- **EXERCISE PROMPT**
From the data, return each line holding the word "Declining".
▬▬▬▬▬▬
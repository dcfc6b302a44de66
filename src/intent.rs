use crate::extract::{
    extract_count, extract_subject, extract_target_percentage, extract_threshold, has_number,
    has_percentage, mentions_known_subject, DEFAULT_MISS_COUNT, DEFAULT_PROJECTION_COUNT,
};

#[derive(Debug, Clone, Copy, PartialEq, Eq)]
pub enum IntentKind {
    Percentage,
    Missable,
    Projection,
    AtRisk,
    ClassesAttended,
    ClassesMissed,
    ReachTarget,
    WhatIfMiss,
    History,
    Subject,
    Improvement,
    Analytics,
    Status,
    Help,
}

/// A classified query together with the parameters its handler needs.
#[derive(Debug, Clone, PartialEq, Eq)]
pub enum Intent {
    Percentage,
    Missable { threshold: u32 },
    Projection { count: u32 },
    AtRisk { threshold: u32 },
    ClassesAttended,
    ClassesMissed,
    ReachTarget { target: u32 },
    WhatIfMiss { count: u32, threshold: u32 },
    History,
    Subject { subject: String },
    Improvement,
    Analytics,
    Status,
    Help,
}

impl Intent {
    pub fn kind(&self) -> IntentKind {
        match self {
            Self::Percentage => IntentKind::Percentage,
            Self::Missable { .. } => IntentKind::Missable,
            Self::Projection { .. } => IntentKind::Projection,
            Self::AtRisk { .. } => IntentKind::AtRisk,
            Self::ClassesAttended => IntentKind::ClassesAttended,
            Self::ClassesMissed => IntentKind::ClassesMissed,
            Self::ReachTarget { .. } => IntentKind::ReachTarget,
            Self::WhatIfMiss { .. } => IntentKind::WhatIfMiss,
            Self::History => IntentKind::History,
            Self::Subject { .. } => IntentKind::Subject,
            Self::Improvement => IntentKind::Improvement,
            Self::Analytics => IntentKind::Analytics,
            Self::Status => IntentKind::Status,
            Self::Help => IntentKind::Help,
        }
    }
}

impl IntentKind {
    fn with_parameters(self, query: &str) -> Intent {
        match self {
            Self::Percentage => Intent::Percentage,
            Self::Missable => Intent::Missable {
                threshold: extract_threshold(query),
            },
            Self::Projection => Intent::Projection {
                count: extract_count(query, DEFAULT_PROJECTION_COUNT),
            },
            Self::AtRisk => Intent::AtRisk {
                threshold: extract_threshold(query),
            },
            Self::ClassesAttended => Intent::ClassesAttended,
            Self::ClassesMissed => Intent::ClassesMissed,
            Self::ReachTarget => Intent::ReachTarget {
                target: extract_target_percentage(query),
            },
            Self::WhatIfMiss => Intent::WhatIfMiss {
                count: extract_count(query, DEFAULT_MISS_COUNT),
                threshold: extract_threshold(query),
            },
            Self::History => Intent::History,
            Self::Subject => Intent::Subject {
                subject: extract_subject(query),
            },
            Self::Improvement => Intent::Improvement,
            Self::Analytics => Intent::Analytics,
            Self::Status => Intent::Status,
            Self::Help => Intent::Help,
        }
    }
}

struct Rule {
    kind: IntentKind,
    matches: fn(&str) -> bool,
}

/// Declaration order is priority order.
const RULES: &[Rule] = &[
    Rule {
        kind: IntentKind::Percentage,
        matches: asks_percentage,
    },
    Rule {
        kind: IntentKind::Missable,
        matches: asks_missable,
    },
    Rule {
        kind: IntentKind::Projection,
        matches: asks_projection,
    },
    Rule {
        kind: IntentKind::AtRisk,
        matches: asks_at_risk,
    },
    Rule {
        kind: IntentKind::ClassesAttended,
        matches: asks_classes_attended,
    },
    Rule {
        kind: IntentKind::ClassesMissed,
        matches: asks_classes_missed,
    },
    Rule {
        kind: IntentKind::ReachTarget,
        matches: asks_reach_target,
    },
    Rule {
        kind: IntentKind::WhatIfMiss,
        matches: asks_what_if_miss,
    },
    Rule {
        kind: IntentKind::History,
        matches: asks_history,
    },
    Rule {
        kind: IntentKind::Subject,
        matches: asks_subject,
    },
    Rule {
        kind: IntentKind::Improvement,
        matches: asks_improvement,
    },
    Rule {
        kind: IntentKind::Analytics,
        matches: asks_analytics,
    },
    Rule {
        kind: IntentKind::Status,
        matches: asks_status,
    },
];

pub fn classify(query: &str) -> Intent {
    let query = query.to_lowercase();
    let kind = RULES
        .iter()
        .find(|rule| (rule.matches)(&query))
        .map(|rule| rule.kind)
        .unwrap_or(IntentKind::Help);

    let intent = kind.with_parameters(&query);
    tracing::debug!(kind = ?intent.kind(), %query, "classified query");
    intent
}

fn contains_any(query: &str, needles: &[&str]) -> bool {
    needles.iter().any(|needle| query.contains(needle))
}

fn asks_percentage(q: &str) -> bool {
    contains_any(
        q,
        &[
            "attendance percentage",
            "my attendance",
            "percentage",
            "how am i doing",
            "how i'm doing",
        ],
    )
}

fn asks_missable(q: &str) -> bool {
    contains_any(
        q,
        &[
            "leaves",
            "absence",
            "absent",
            "miss",
            "skip",
            "how many classes can i miss",
        ],
    )
}

fn asks_projection(q: &str) -> bool {
    q.contains("if i attend")
        || (q.contains("will") && q.contains("percentage"))
        || q.contains("project")
}

fn asks_at_risk(q: &str) -> bool {
    contains_any(q, &["at risk", "danger", "failing", "minimum"])
        || (q.contains("will") && q.contains("pass"))
}

fn asks_classes_attended(q: &str) -> bool {
    contains_any(q, &["classes attended", "how many classes", "total classes"])
}

fn asks_classes_missed(q: &str) -> bool {
    contains_any(q, &["missed", "absences", "not attended"])
}

fn asks_reach_target(q: &str) -> bool {
    (contains_any(q, &["reach", "achieve", "get to"]) && has_percentage(q))
        || (q.contains("need") && q.contains("to attend"))
}

fn asks_what_if_miss(q: &str) -> bool {
    contains_any(q, &["miss", "skip"]) && has_number(q)
}

fn asks_history(q: &str) -> bool {
    contains_any(q, &["history", "trend", "pattern"])
}

fn asks_subject(q: &str) -> bool {
    contains_any(q, &["subject", "course"]) || mentions_known_subject(q)
}

fn asks_improvement(q: &str) -> bool {
    contains_any(q, &["improve", "get better", "increase"])
}

fn asks_analytics(q: &str) -> bool {
    contains_any(q, &["analytics", "statistics", "analysis", "detailed info"])
}

fn asks_status(q: &str) -> bool {
    contains_any(q, &["status", "summary", "overview"])
        || (q.contains("how") && q.contains("doing"))
}

#[cfg(test)]
mod tests {
    use super::*;

    fn kind(query: &str) -> IntentKind {
        classify(query).kind()
    }

    #[test]
    fn each_rule_has_a_reachable_query() {
        let cases = [
            ("What's my attendance?", IntentKind::Percentage),
            ("How am I doing?", IntentKind::Percentage),
            ("How many leaves do I have left?", IntentKind::Missable),
            ("If I attend 10 more classes?", IntentKind::Projection),
            ("Am I at risk?", IntentKind::AtRisk),
            ("Will I pass?", IntentKind::AtRisk),
            ("How many classes have I been to?", IntentKind::ClassesAttended),
            ("Classes not attended", IntentKind::ClassesMissed),
            ("I want to reach 90%", IntentKind::ReachTarget),
            ("What do I need to attend now?", IntentKind::ReachTarget),
            ("Show my history", IntentKind::History),
            ("Attendance in physics", IntentKind::Subject),
            ("Subject breakdown", IntentKind::Subject),
            ("How can I improve?", IntentKind::Improvement),
            ("Show me attendance analytics", IntentKind::Analytics),
            ("Give me an overview", IntentKind::Status),
            ("How are things doing", IntentKind::Status),
            ("hello there", IntentKind::Help),
            ("", IntentKind::Help),
        ];

        for (query, expected) in cases {
            assert_eq!(kind(query), expected, "{query}");
        }
    }

    #[test]
    fn earlier_rules_shadow_later_ones() {
        // "miss" is caught before the what-if-miss rule can see the number.
        assert_eq!(kind("What if I miss 3 classes?"), IntentKind::Missable);
        // "missed" contains "miss".
        assert_eq!(kind("How many classes have I missed?"), IntentKind::Missable);
        // "percentage" is caught before "will" + "percentage".
        assert_eq!(kind("What will my percentage be?"), IntentKind::Percentage);
        // "how many classes" is caught before "reach" + "%".
        assert_eq!(kind("How many classes to reach 90%?"), IntentKind::ClassesAttended);
        // "history" is both a trend keyword and a known subject.
        assert_eq!(kind("Attendance in history"), IntentKind::History);
        // "my attendance" wins over everything else.
        assert_eq!(kind("Improve my attendance"), IntentKind::Percentage);
    }

    #[test]
    fn what_if_miss_needs_a_keyword_and_a_standalone_number() {
        assert!(asks_what_if_miss("what if i skip 2 classes"));
        assert!(asks_what_if_miss("miss 3"));
        assert!(!asks_what_if_miss("can i skip class"));
        assert!(!asks_what_if_miss("skip room b12"));
        assert!(!asks_what_if_miss("attend 4 classes"));
    }

    #[test]
    fn reach_requires_a_percentage() {
        assert_eq!(kind("Can I reach the goal?"), IntentKind::Help);
        assert_eq!(
            classify("Can I get to 85%?"),
            Intent::ReachTarget { target: 85 }
        );
    }

    #[test]
    fn parameters_are_extracted_per_intent() {
        assert_eq!(
            classify("Can I skip class and stay above 80%?"),
            Intent::Missable { threshold: 80 }
        );
        assert_eq!(classify("leaves left"), Intent::Missable { threshold: 75 });
        assert_eq!(
            classify("If I attend 12 more classes"),
            Intent::Projection { count: 12 }
        );
        assert_eq!(classify("Project ahead"), Intent::Projection { count: 5 });
        assert_eq!(
            classify("Am I in danger at 60%?"),
            Intent::AtRisk { threshold: 60 }
        );
        assert_eq!(
            classify("What about chemistry course?"),
            Intent::Subject {
                subject: "this course".to_string()
            }
        );
        assert_eq!(
            classify("Course attendance in Immunology"),
            Intent::Subject {
                subject: "immunology".to_string()
            }
        );
    }

    #[test]
    fn classification_ignores_case() {
        assert_eq!(classify("SHOW ME ANALYTICS"), Intent::Analytics);
        assert_eq!(classify("show me analytics"), Intent::Analytics);
    }
}
fn what_if_miss(s: &AttendanceSnapshot, count: u32, threshold: u32) -> String {
    let current = s.percentage;
    let Some(dropped) =
        projection::percentage_after_missing(s.attended_classes, s.total_classes, count)
    else {
        return NO_CLASSES.to_string();
    };

    let mut risk = String::new();
    if dropped < threshold as f64 {
        let needed = projection::classes_needed_for_target(
            s.attended_classes,
            s.total_classes.saturating_add(count),
            threshold,
        );
        if current >= threshold as f64 {
            risk = format!("⚠️ This would put you below the minimum requirement of {threshold}%. ");
            match needed {
                ClassesNeeded::Unreachable => {
                    let _ = write!(
                        risk,
                        "Once you miss these classes, it would be impossible to reach {threshold}% again this semester."
                    );
                }
                ClassesNeeded::Classes(n) => {
                    let _ = write!(
                        risk,
                        "You would then need to attend {n} more consecutive classes to get back above {threshold}%."
                    );
                }
            }
        } else {
            risk = format!(
                "⚠️ This would further reduce your attendance which is already below the minimum requirement of {threshold}%. "
            );
            match needed {
                ClassesNeeded::Unreachable => {
                    let _ = write!(
                        risk,
                        "It would become impossible to reach {threshold}% this semester."
                    );
                }
                ClassesNeeded::Classes(n) => {
                    let _ = write!(
                        risk,
                        "You would then need to attend {n} more consecutive classes to reach {threshold}%."
                    );
                }
            }
        }
    }

    let reply = format!(
        "If you miss {count} more classes, your attendance would drop from {}% to {}% (a decrease of {}%). {risk}",
        format_pct(current),
        format_pct(dropped),
        format_pct(current - dropped)
    );
    reply.trim_end().to_string()
}
use std::path::PathBuf;
use std::time::Duration;

use anyhow::Context;

use crate::models::AttendanceSnapshot;
use crate::session::DEFAULT_REPLY_DELAY;
use crate::snapshot;

pub const SNAPSHOT_ENV: &str = "ATTENDANCE_SNAPSHOT";
pub const REPLY_DELAY_ENV: &str = "ASSISTANT_REPLY_DELAY_MS";

#[derive(Debug, Clone, PartialEq, Eq)]
pub struct AssistantConfig {
    pub snapshot_path: Option<PathBuf>,
    pub reply_delay: Duration,
}

impl AssistantConfig {
    /// Command-line values win over the environment.
    pub fn resolve(snapshot: Option<PathBuf>, reply_delay_ms: Option<u64>) -> anyhow::Result<Self> {
        Self::from_sources(snapshot, reply_delay_ms, |key| std::env::var(key).ok())
    }

    fn from_sources(
        snapshot: Option<PathBuf>,
        reply_delay_ms: Option<u64>,
        env: impl Fn(&str) -> Option<String>,
    ) -> anyhow::Result<Self> {
        let snapshot_path = snapshot.or_else(|| env(SNAPSHOT_ENV).map(PathBuf::from));

        let reply_delay = match reply_delay_ms {
            Some(ms) => Duration::from_millis(ms),
            None => match env(REPLY_DELAY_ENV) {
                Some(raw) => Duration::from_millis(raw.trim().parse().with_context(|| {
                    format!("{REPLY_DELAY_ENV} must be milliseconds, got {raw:?}")
                })?),
                None => DEFAULT_REPLY_DELAY,
            },
        };

        Ok(Self {
            snapshot_path,
            reply_delay,
        })
    }

    /// `None` when no snapshot is configured; the assistant then answers without data.
    pub fn load_snapshot(&self) -> anyhow::Result<Option<AttendanceSnapshot>> {
        match &self.snapshot_path {
            Some(path) => snapshot::load_snapshot(path).map(Some),
            None => {
                tracing::warn!("no attendance snapshot configured");
                Ok(None)
            }
        }
    }
}

#[cfg(test)]
mod tests {
    use super::*;
    use std::collections::HashMap;

    fn env(pairs: &[(&str, &str)]) -> impl Fn(&str) -> Option<String> {
        let map: HashMap<String, String> = pairs
            .iter()
            .map(|(k, v)| (k.to_string(), v.to_string()))
            .collect();
        move |key| map.get(key).cloned()
    }

    #[test]
    fn defaults_without_flags_or_env() {
        let config = AssistantConfig::from_sources(None, None, env(&[])).unwrap();
        assert_eq!(config.snapshot_path, None);
        assert_eq!(config.reply_delay, Duration::from_millis(500));
    }

    #[test]
    fn environment_fills_missing_flags() {
        let config = AssistantConfig::from_sources(
            None,
            None,
            env(&[(SNAPSHOT_ENV, "/tmp/course.json"), (REPLY_DELAY_ENV, "250")]),
        )
        .unwrap();
        assert_eq!(config.snapshot_path, Some(PathBuf::from("/tmp/course.json")));
        assert_eq!(config.reply_delay, Duration::from_millis(250));
    }

    #[test]
    fn flags_override_environment() {
        let config = AssistantConfig::from_sources(
            Some(PathBuf::from("flag.json")),
            Some(0),
            env(&[(SNAPSHOT_ENV, "env.json"), (REPLY_DELAY_ENV, "250")]),
        )
        .unwrap();
        assert_eq!(config.snapshot_path, Some(PathBuf::from("flag.json")));
        assert_eq!(config.reply_delay, Duration::ZERO);
    }

    #[test]
    fn rejects_malformed_delay() {
        let error = AssistantConfig::from_sources(None, None, env(&[(REPLY_DELAY_ENV, "soon")]))
            .unwrap_err();
        assert!(error.to_string().contains(REPLY_DELAY_ENV));
    }

    #[test]
    fn missing_snapshot_path_means_no_data() {
        let config = AssistantConfig::from_sources(None, None, env(&[])).unwrap();
        assert_eq!(config.load_snapshot().unwrap(), None);
    }
}
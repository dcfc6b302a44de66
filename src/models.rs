use std::collections::HashMap;

use chrono::NaiveDate;
use serde::{Deserialize, Serialize};

use crate::projection::current_percentage;

#[derive(Debug, Clone, Copy, PartialEq, Eq, Default, Serialize, Deserialize)]
#[serde(rename_all = "lowercase")]
pub enum AttendanceStatus {
    #[default]
    Present,
    Absent,
}

#[derive(Debug, Clone, PartialEq, Serialize, Deserialize)]
pub struct AttendanceRecord {
    pub date: NaiveDate,
    /// Check-ins from the dashboard carry no status; a marked record is a present one.
    #[serde(default)]
    pub status: AttendanceStatus,
}

impl AttendanceRecord {
    pub fn is_present(&self) -> bool {
        self.status == AttendanceStatus::Present
    }
}

#[derive(Debug, Clone, PartialEq, Serialize, Deserialize)]
pub struct SubjectAttendance {
    pub attended: u32,
    pub total: u32,
    pub percentage: f64,
}

impl SubjectAttendance {
    pub fn new(attended: u32, total: u32) -> Self {
        Self {
            attended,
            total,
            percentage: percentage_of(attended, total),
        }
    }
}

/// Point-in-time attendance for the active course, as the dashboard reports it.
#[derive(Debug, Clone, PartialEq, Serialize, Deserialize)]
#[serde(rename_all = "camelCase")]
pub struct AttendanceSnapshot {
    pub total_classes: u32,
    pub attended_classes: u32,
    pub percentage: f64,
    #[serde(default)]
    pub attendance_details: Vec<AttendanceRecord>,
    #[serde(default)]
    pub subject_wise: HashMap<String, SubjectAttendance>,
    #[serde(default)]
    pub total_remaining_classes: u32,
}

impl AttendanceSnapshot {
    pub fn new(attended_classes: u32, total_classes: u32) -> Self {
        Self {
            total_classes,
            attended_classes,
            percentage: percentage_of(attended_classes, total_classes),
            attendance_details: Vec::new(),
            subject_wise: HashMap::new(),
            total_remaining_classes: 0,
        }
    }

    pub fn with_details(mut self, details: Vec<AttendanceRecord>) -> Self {
        self.attendance_details = details;
        self
    }

    pub fn with_subject(mut self, name: &str, attended: u32, total: u32) -> Self {
        self.subject_wise
            .insert(name.to_lowercase(), SubjectAttendance::new(attended, total));
        self
    }

    pub fn with_remaining(mut self, remaining: u32) -> Self {
        self.total_remaining_classes = remaining;
        self
    }

    pub fn missed_classes(&self) -> u32 {
        self.total_classes.saturating_sub(self.attended_classes)
    }
}

// The dashboard reports 0% for a course with no classes yet.
fn percentage_of(attended: u32, total: u32) -> f64 {
    current_percentage(attended, total).unwrap_or(0.0)
}
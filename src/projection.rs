use crate::models::AttendanceRecord;

pub const DEFAULT_THRESHOLD: u32 = 75;
pub const EXCELLENT_THRESHOLD: u32 = 90;
pub const RECENT_WINDOW: usize = 5;
/// Horizon used to estimate the best percentage still achievable.
pub const BEST_CASE_HORIZON: u32 = 500;

/// Result of solving for the number of consecutive classes needed to hit a target.
#[derive(Debug, Clone, Copy, PartialEq, Eq)]
pub enum ClassesNeeded {
    Classes(u32),
    /// No finite number of attended classes reaches the target.
    Unreachable,
}

impl ClassesNeeded {
    pub fn count(self) -> Option<u32> {
        match self {
            Self::Classes(count) => Some(count),
            Self::Unreachable => None,
        }
    }
}

#[derive(Debug, Clone, Copy, PartialEq, Eq)]
pub enum Missable {
    /// Classes that can still be missed while staying at or above the threshold.
    CanMiss(u32),
    /// Already below the threshold; carries the classes needed to recover.
    Deficit(ClassesNeeded),
}

impl Missable {
    /// Signed view: spare classes are positive, a deficit is the negated recovery count.
    /// `None` when the deficit can never be recovered.
    pub fn as_signed(self) -> Option<i64> {
        match self {
            Self::CanMiss(count) => Some(count as i64),
            Self::Deficit(ClassesNeeded::Classes(count)) => Some(-(count as i64)),
            Self::Deficit(ClassesNeeded::Unreachable) => None,
        }
    }
}

#[derive(Debug, Clone, Copy, PartialEq, Eq)]
pub enum TrendDirection {
    Improving,
    Declining,
    Stable,
}

#[derive(Debug, Clone, Copy, PartialEq)]
pub struct Trend {
    pub earlier_pct: f64,
    pub later_pct: f64,
    pub direction: TrendDirection,
}

pub fn current_percentage(attended: u32, total: u32) -> Option<f64> {
    ratio_pct(attended as f64, total as f64)
}

/// Solves `(attended + x) / (total + x) = target / 100` for the smallest whole `x`.
pub fn classes_needed_for_target(attended: u32, total: u32, target_pct: u32) -> ClassesNeeded {
    if target_pct >= 100 {
        return ClassesNeeded::Unreachable;
    }

    let numerator = target_pct as i64 * total as i64 - 100 * attended as i64;
    let denominator = 100 - target_pct as i64;
    if numerator <= 0 {
        return ClassesNeeded::Classes(0);
    }

    let needed = (numerator + denominator - 1) / denominator;
    ClassesNeeded::Classes(u32::try_from(needed).unwrap_or(u32::MAX))
}

/// `None` when there is no attendance recorded yet.
pub fn missable_classes(attended: u32, total: u32, threshold_pct: u32) -> Option<Missable> {
    if total == 0 || threshold_pct == 0 {
        return None;
    }

    // A threshold pulled from the query can be as large as u32::MAX.
    let attended_scaled = 100 * attended as i128;
    if attended_scaled < threshold_pct as i128 * total as i128 {
        return Some(Missable::Deficit(classes_needed_for_target(
            attended,
            total,
            threshold_pct,
        )));
    }

    let max_total = attended_scaled / threshold_pct as i128;
    let spare = (max_total - total as i128).max(0);
    Some(Missable::CanMiss(u32::try_from(spare).unwrap_or(u32::MAX)))
}

/// Percentage after `delta` more classes, all of them attended.
pub fn projected_percentage(attended: u32, total: u32, delta: u32) -> Option<f64> {
    ratio_pct(
        attended as f64 + delta as f64,
        total as f64 + delta as f64,
    )
}

/// Percentage after `extra_total` more classes of which `extra_attended` are attended.
pub fn projected_partial(
    attended: u32,
    total: u32,
    extra_attended: f64,
    extra_total: u32,
) -> Option<f64> {
    ratio_pct(
        attended as f64 + extra_attended,
        total as f64 + extra_total as f64,
    )
}

/// Percentage after missing `missed` more classes in a row.
pub fn percentage_after_missing(attended: u32, total: u32, missed: u32) -> Option<f64> {
    ratio_pct(attended as f64, total as f64 + missed as f64)
}

/// Splits the history at its midpoint and compares the present ratio of both halves.
pub fn trend(history: &[AttendanceRecord]) -> Option<Trend> {
    if history.len() < 2 {
        return None;
    }

    let (earlier, later) = history.split_at(history.len() / 2);
    let earlier_pct = present_ratio(earlier)?;
    let later_pct = present_ratio(later)?;

    let direction = if later_pct > earlier_pct {
        TrendDirection::Improving
    } else if later_pct < earlier_pct {
        TrendDirection::Declining
    } else {
        TrendDirection::Stable
    };

    Some(Trend {
        earlier_pct,
        later_pct,
        direction,
    })
}

/// Present ratio of the last `window` records, if that many exist.
pub fn recent_rate(history: &[AttendanceRecord], window: usize) -> Option<f64> {
    if window == 0 || history.len() < window {
        return None;
    }
    present_ratio(&history[history.len() - window..])
}

fn present_ratio(records: &[AttendanceRecord]) -> Option<f64> {
    let present = records.iter().filter(|record| record.is_present()).count();
    ratio_pct(present as f64, records.len() as f64)
}

fn ratio_pct(attended: f64, total: f64) -> Option<f64> {
    if total <= 0.0 {
        None
    } else {
        Some(attended / total * 100.0)
    }
}
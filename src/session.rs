use std::time::Duration;

use tokio::time::Instant;

use crate::models::AttendanceSnapshot;
use crate::respond;

pub const GREETING: &str = "Hello! How can I help you with your attendance?";
pub const DEFAULT_REPLY_DELAY: Duration = Duration::from_millis(500);

#[derive(Debug, Clone, Copy, PartialEq, Eq)]
pub enum Sender {
    User,
    Bot,
}

#[derive(Debug, Clone, PartialEq, Eq)]
pub struct ConversationTurn {
    pub text: String,
    pub sender: Sender,
}

impl ConversationTurn {
    fn user(text: &str) -> Self {
        Self {
            text: text.to_string(),
            sender: Sender::User,
        }
    }

    fn bot(text: impl Into<String>) -> Self {
        Self {
            text: text.into(),
            sender: Sender::Bot,
        }
    }
}

#[derive(Debug, Clone, Copy, PartialEq, Eq)]
pub enum SessionState {
    Idle,
    AwaitingDisplay,
}

#[derive(Debug)]
struct PendingReply {
    due: Instant,
    seq: u64,
    text: String,
}

#[derive(Debug)]
pub struct ConversationSession {
    turns: Vec<ConversationTurn>,
    pending: Vec<PendingReply>,
    reply_delay: Duration,
    next_seq: u64,
}

impl Default for ConversationSession {
    fn default() -> Self {
        Self::new(DEFAULT_REPLY_DELAY)
    }
}

impl ConversationSession {
    pub fn new(reply_delay: Duration) -> Self {
        Self {
            turns: vec![ConversationTurn::bot(GREETING)],
            pending: Vec::new(),
            reply_delay,
            next_seq: 0,
        }
    }

    pub fn turns(&self) -> &[ConversationTurn] {
        &self.turns
    }

    pub fn state(&self) -> SessionState {
        if self.pending.is_empty() {
            SessionState::Idle
        } else {
            SessionState::AwaitingDisplay
        }
    }

    /// Records the query, computes its reply and schedules the reply for display.
    /// Blank queries are ignored and return `false`.
    pub fn submit(&mut self, query: &str, snapshot: Option<&AttendanceSnapshot>) -> bool {
        if query.trim().is_empty() {
            return false;
        }

        self.turns.push(ConversationTurn::user(query));
        let text = respond::answer(query, snapshot);

        let seq = self.next_seq;
        self.next_seq += 1;
        let due = Instant::now() + self.reply_delay;
        self.pending.push(PendingReply { due, seq, text });

        tracing::info!(seq, pending = self.pending.len(), "query submitted");
        true
    }

    pub fn next_due(&self) -> Option<Instant> {
        self.pending.iter().map(|reply| reply.due).min()
    }

    /// Appends every reply whose delay has elapsed by `now`, earliest first.
    pub fn deliver_due(&mut self, now: Instant) -> usize {
        let (mut ready, waiting): (Vec<_>, Vec<_>) =
            self.pending.drain(..).partition(|reply| reply.due <= now);
        self.pending = waiting;

        ready.sort_by_key(|reply| (reply.due, reply.seq));
        let delivered = ready.len();
        for reply in ready {
            tracing::debug!(seq = reply.seq, "reply displayed");
            self.turns.push(ConversationTurn::bot(reply.text));
        }
        delivered
    }

    /// Waits out every pending reply and displays it.
    pub async fn settle(&mut self) {
        while let Some(due) = self.next_due() {
            tokio::time::sleep_until(due).await;
            self.deliver_due(Instant::now());
        }
    }

    /// Drops the conversation and any undisplayed replies.
    pub fn reset(&mut self) {
        self.turns = vec![ConversationTurn::bot(GREETING)];
        self.pending.clear();
        tracing::info!("session reset");
    }
}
▬▬▬▬▬▬
- **WRITTEN SOLUTION**
    Declining,
        TrendDirection::Declining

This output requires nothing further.